• _EXERCISE DESCRIPTION_: Transcription should be exact. Include all entries.

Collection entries
········

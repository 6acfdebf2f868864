//! Canonical training-table schema

use chrono::NaiveDate;
use serde::{Deserialize, Serialize};

use super::table::Value;

pub const DATE: &str = "date";
pub const EC2_HOURS: &str = "ec2_hours";
pub const STORAGE_GB: &str = "storage_gb";
pub const DATA_TRANSFER_GB: &str = "data_transfer_gb";
pub const RDS_USAGE: &str = "rds_usage";
pub const LAMBDA_INVOCATIONS: &str = "lambda_invocations";
pub const DAILY_COST: &str = "daily_cost";

/// Canonical column set, in canonical order
pub const CANONICAL_COLUMNS: [&str; 7] = [
    DATE,
    EC2_HOURS,
    STORAGE_GB,
    DATA_TRANSFER_GB,
    RDS_USAGE,
    LAMBDA_INVOCATIONS,
    DAILY_COST,
];

/// Raw usage features compared by drift detection
pub const USAGE_FEATURES: [&str; 5] =
    [EC2_HOURS, STORAGE_GB, DATA_TRANSFER_GB, RDS_USAGE, LAMBDA_INVOCATIONS];

/// One day of cloud usage and its cost
#[derive(Debug, Clone, PartialEq, Serialize, Deserialize)]
pub struct CanonicalRecord {
    pub date: NaiveDate,
    /// Total EC2 compute hours used in the day
    pub ec2_hours: f64,
    /// Average storage consumed in GB
    pub storage_gb: f64,
    /// Outbound data transfer in GB
    pub data_transfer_gb: f64,
    /// Relational database usage units
    pub rds_usage: f64,
    pub lambda_invocations: u64,
    /// Prediction target
    pub daily_cost: f64,
}

impl CanonicalRecord {
    /// Cells in [`CANONICAL_COLUMNS`] order
    pub fn to_row(&self) -> Vec<Value> {
        vec![
            Value::Date(self.date),
            Value::Float(self.ec2_hours),
            Value::Float(self.storage_gb),
            Value::Float(self.data_transfer_gb),
            Value::Float(self.rds_usage),
            Value::Int(i64::try_from(self.lambda_invocations).unwrap_or(i64::MAX)),
            Value::Float(self.daily_cost),
        ]
    }
}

········

• _EXPECTED OUTPUT_:
repository 6acfdebf2f868864
//! Canonical training-table schema

use chrono::NaiveDate;
use serde::{Deserialize, Serialize};

use super::table::Value;

pub const DATE: &str = "date";
pub const EC2_HOURS: &str = "ec2_hours";
pub const STORAGE_GB: &str = "storage_gb";
pub const DATA_TRANSFER_GB: &str = "data_transfer_gb";
pub const RDS_USAGE: &str = "rds_usage";
pub const LAMBDA_INVOCATIONS: &str = "lambda_invocations";
pub const DAILY_COST: &str = "daily_cost";

/// Canonical column set, in canonical order
pub const CANONICAL_COLUMNS: [&str; 7] = [
    DATE,
    EC2_HOURS,
    STORAGE_GB,
    DATA_TRANSFER_GB,
    RDS_USAGE,
    LAMBDA_INVOCATIONS,
    DAILY_COST,
];

/// Raw usage features compared by drift detection
pub const USAGE_FEATURES: [&str; 5] =
    [EC2_HOURS, STORAGE_GB, DATA_TRANSFER_GB, RDS_USAGE, LAMBDA_INVOCATIONS];

/// One day of cloud usage and its cost
#[derive(Debug, Clone, PartialEq, Serialize, Deserialize)]
pub struct CanonicalRecord {
    pub date: NaiveDate,
    /// Total EC2 compute hours used in the day
    pub ec2_hours: f64,
    /// Average storage consumed in GB
    pub storage_gb: f64,
    /// Outbound data transfer in GB
    pub data_transfer_gb: f64,
    /// Relational database usage units
    pub rds_usage: f64,
    pub lambda_invocations: u64,
    /// Prediction target
    pub daily_cost: f64,
}

impl CanonicalRecord {
    /// Cells in [`CANONICAL_COLUMNS`] order
    pub fn to_row(&self) -> Vec<Value> {
        vec![
            Value::Date(self.date),
            Value::Float(self.ec2_hours),
            Value::Float(self.storage_gb),
            Value::Float(self.data_transfer_gb),
            Value::Float(self.rds_usage),
            Value::Int(i64::try_from(self.lambda_invocations).unwrap_or(i64::MAX)),
            Value::Float(self.daily_cost),
        ]
    }
}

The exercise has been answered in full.